On Sat, Jan 06, 2007 at 07:14:38PM -0500, Catalin Patulea wrote:
> On Sat, 6 Jan 2007, Josef Sipek wrote:
> ...
> >Unionfs retries operations only when going from lower priority branch to
> >one of higher. The case you describe, is the opposite - going from higher
> >priority branch to lower. In the case of mknod, what would happen if mknod
> >failed because a file already exists under that name? If unionfs tried to
> >create the node on a lower priority branch, the new node file would be
> >hidden by the one in the higher priority branch => very bad.
> Hmm. I had to sit and think about it for a while, but I think I 
> understand.
> 
> Can you give an example of a low-to-high operation that unionfs supports 
> that it would retry?
 
Writing to a file. If the write fails (eg. read only filesystem), unionfs
copies the file up to a higher priority branch, and then retries
 
> And my problem still stands.. the vfat+tmpfs idea.
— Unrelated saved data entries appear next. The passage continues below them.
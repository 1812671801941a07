//! `register`: parses a stream URL, registers it against a fresh registry,
//! and reports the lookups a real ingest/playback handshake would perform.

use failure::Error;
use log::info;
use relay_core::registry::{MediaSource, Registry};
use relay_core::url::MediaInfo;
use std::time::Duration;

#[derive(structopt::StructOpt)]
pub(crate) struct Opts {
    /// Stream URL, e.g. `rtmp://example.com/live/cam1?vhost=site-a`.
    #[structopt(long, parse(try_from_str = MediaInfo::parse))]
    url: MediaInfo,

    /// Disables vhost support, collapsing every stream onto the default
    /// vhost regardless of host/`?vhost=`.
    #[structopt(long)]
    no_vhost: bool,

    /// How long a concurrent `find_async` caller should wait for this
    /// stream to show up before giving up, in milliseconds.
    #[structopt(long, default_value = "15000")]
    max_wait_ms: u64,
}

pub(crate) async fn run(opts: Opts) -> Result<(), Error> {
    let max_wait_ms = opts.max_wait_ms;
    let no_vhost = opts.no_vhost;
    let info = opts.url.normalize(!no_vhost);
    let key = info.stream_key();
    info!("parsed stream key: {}", key);
    info!("canonical url: {}", info.compose());

    let registry = Registry::new();

    // A waiter arriving before the producer does: this resolves once
    // `register` below runs, demonstrating the same wakeup path an RTSP
    // DESCRIBE or an HLS playlist request would block on.
    let waiter = {
        let registry = &registry;
        let info = info.clone();
        async move {
            registry
                .find_async(&info, Duration::from_millis(max_wait_ms), |info| {
                    info!("no stream yet for {}, waiting up to {}ms", info.stream_key(), max_wait_ms);
                })
                .await
        }
    };

    let source = MediaSource::new(key.clone());
    let register_task = async {
        tokio::time::sleep(Duration::from_millis(50)).await;
        registry.register(source.clone())?;
        info!("registered {}", key);
        Ok::<_, Error>(())
    };

    let (found, registered) = tokio::join!(waiter, register_task);
    registered?;

    match found {
        Some(src) => info!("find_async resolved: alive for {:?}", src.alive()),
        None => info!("find_async timed out"),
    }

    if let Some(src) = registry.find(key.schema, &key.vhost, &key.app, &key.stream_id) {
        info!("direct find confirms registration; total_reader_count={}", src.total_reader_count());
    }

    if let Some(src) = registry.find_any(&key.vhost, &key.app, &key.stream_id) {
        info!("find_any located it via schema {:?}", src.key.schema);
    }

    registry.unregister(&source);
    info!("unregistered; find now returns {:?}", registry.find(key.schema, &key.vhost, &key.app, &key.stream_id).is_some());

    Ok(())
}
//! Stream URL parsing and the stream key it yields.
//!
//! Reuses the `url` crate for parsing, since the ingest URL shapes handled
//! here are all ordinary `scheme://host[:port]/path[?query]` URLs.

use std::fmt;

use crate::config::DEFAULT_VHOST;
use crate::error::Error;
use failure::format_err;
use url::Url;

/// Push/pull protocol a stream is addressed under. One logical stream may be
/// registered under more than one schema at once (e.g. an RTMP push fans out
/// to an `Schema::Ts` and `Schema::Fmp4` registration via the same
/// [`crate::fanout::MultiMediaSourceMuxer`]).
#[derive(Debug, Clone, Copy, PartialEq, Eq, Hash, PartialOrd, Ord)]
pub enum Schema {
    Rtmp,
    Rtsp,
    Hls,
    Ts,
    Fmp4,
}

impl Schema {
    pub fn as_str(&self) -> &'static str {
        match self {
            Schema::Rtmp => "rtmp",
            Schema::Rtsp => "rtsp",
            Schema::Hls => "hls",
            Schema::Ts => "ts",
            Schema::Fmp4 => "fmp4",
        }
    }

    pub fn parse(s: &str) -> Result<Self, Error> {
        Ok(match s {
            "rtmp" => Schema::Rtmp,
            "rtsp" => Schema::Rtsp,
            "hls" => Schema::Hls,
            "ts" => Schema::Ts,
            "fmp4" => Schema::Fmp4,
            o => return Err(format_err!("unknown schema {:?}", o)),
        })
    }
}

impl fmt::Display for Schema {
    fn fmt(&self, f: &mut fmt::Formatter<'_>) -> fmt::Result {
        f.write_str(self.as_str())
    }
}

/// The ordered 4-tuple that uniquely identifies one logical stream per
/// schema. Lookups and registrations are exact-match on all
/// four fields.
#[derive(Debug, Clone, PartialEq, Eq, Hash, PartialOrd, Ord)]
pub struct StreamKey {
    pub schema: Schema,
    pub vhost: String,
    pub app: String,
    pub stream_id: String,
}

impl StreamKey {
    pub fn new(schema: Schema, vhost: impl Into<String>, app: impl Into<String>, stream_id: impl Into<String>) -> Self {
        StreamKey {
            schema,
            vhost: vhost.into(),
            app: app.into(),
            stream_id: stream_id.into(),
        }
    }

    /// Returns a copy of this key under a different schema, e.g. to look up
    /// the HLS registration of an RTMP-keyed source.
    pub fn with_schema(&self, schema: Schema) -> Self {
        StreamKey {
            schema,
            vhost: self.vhost.clone(),
            app: self.app.clone(),
            stream_id: self.stream_id.clone(),
        }
    }
}

impl fmt::Display for StreamKey {
    fn fmt(&self, f: &mut fmt::Formatter<'_>) -> fmt::Result {
        write!(f, "{}://{}/{}/{}", self.schema, self.vhost, self.app, self.stream_id)
    }
}

/// Parsed ingest URL, before vhost normalization is applied against engine
/// configuration.
#[derive(Debug, Clone, PartialEq, Eq)]
pub struct MediaInfo {
    pub schema: Schema,
    pub host: String,
    pub port: Option<u16>,
    pub vhost: String,
    pub app: String,
    pub stream_id: String,
    pub params: Vec<(String, String)>,
}

fn is_ip_or_localhost(host: &str) -> bool {
    host == "localhost" || host.parse::<std::net::IpAddr>().is_ok()
}

impl MediaInfo {
    /// Parses `<schema>://<host>[:<port>]/<app>/<stream>[/extra][?vhost=<name>&<kv>...]`.
    pub fn parse(raw: &str) -> Result<Self, Error> {
        let url = Url::parse(raw).map_err(|e| format_err!("invalid stream url {:?}: {}", raw, e))?;
        let schema = Schema::parse(url.scheme())?;
        let host = url.host_str().ok_or_else(|| format_err!("stream url {:?} has no host", raw))?.to_string();
        let port = url.port();

        let mut segments = url
            .path_segments()
            .ok_or_else(|| format_err!("stream url {:?} has no path", raw))?
            .filter(|s| !s.is_empty());
        let app = segments
            .next()
            .ok_or_else(|| format_err!("stream url {:?} missing app segment", raw))?
            .to_string();
        let rest: Vec<&str> = segments.collect();
        if rest.is_empty() {
            return Err(format_err!("stream url {:?} missing stream id segment", raw));
        }
        // "stream_id absorbs any path suffix beyond the second segment,
        // joined by /."
        let stream_id = rest.join("/");

        let mut vhost_override = None;
        let mut params = Vec::new();
        for (k, v) in url.query_pairs() {
            if k == "vhost" {
                vhost_override = Some(v.into_owned());
            } else {
                params.push((k.into_owned(), v.into_owned()));
            }
        }

        let vhost = match vhost_override {
            Some(v) => v,
            None if is_ip_or_localhost(&host) => DEFAULT_VHOST.to_string(),
            None => host.clone(),
        };

        Ok(MediaInfo {
            schema,
            host,
            port,
            vhost,
            app,
            stream_id,
            params,
        })
    }

    /// Applies system-wide vhost normalization: when vhost support is
    /// disabled, *all* streams collapse onto `__defaultVhost__`.
    pub fn normalize(mut self, vhost_enabled: bool) -> Self {
        if !vhost_enabled {
            self.vhost = DEFAULT_VHOST.to_string();
        }
        self
    }

    pub fn stream_key(&self) -> StreamKey {
        StreamKey::new(self.schema, self.vhost.clone(), self.app.clone(), self.stream_id.clone())
    }

    /// Re-serializes canonically. `parse(url).compose() == canonical(url)`
    /// is the round-trip property this preserves: a URL carrying an
    /// explicit `?vhost=` will compose back with that vhost baked into the
    /// host position and no leftover `vhost=` param, since vhost is
    /// already-normalized state once parsed.
    pub fn compose(&self) -> String {
        let mut s = format!("{}://{}", self.schema, self.vhost);
        if let Some(p) = self.port {
            s.push(':');
            s.push_str(&p.to_string());
        }
        s.push('/');
        s.push_str(&self.app);
        s.push('/');
        s.push_str(&self.stream_id);
        if !self.params.is_empty() {
            s.push('?');
            for (i, (k, v)) in self.params.iter().enumerate() {
                if i > 0 {
                    s.push('&');
                }
                s.push_str(k);
                s.push('=');
                s.push_str(v);
            }
        }
        s
    }
}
Care to offer any 
> ideas/advice on that topic?

How frequently do you wish to create device nodes and other special files?
If not very frequently, could you just try to create all of the files you
need before you mount the union?

You could of course try to create the node files on the lower filesystem
and then run uniondbg -g to increment the generation count of the union.
(Generally considered bad, but some people use it.)

Josef "Jeff" Sipek.

-- 
Research, n.:
  Consider Columbus:
    He didn't know where he was going.
    When he got there he didn't know where he was.
    When he got back he didn't know where he had been.
    And he did it all on someone else's money.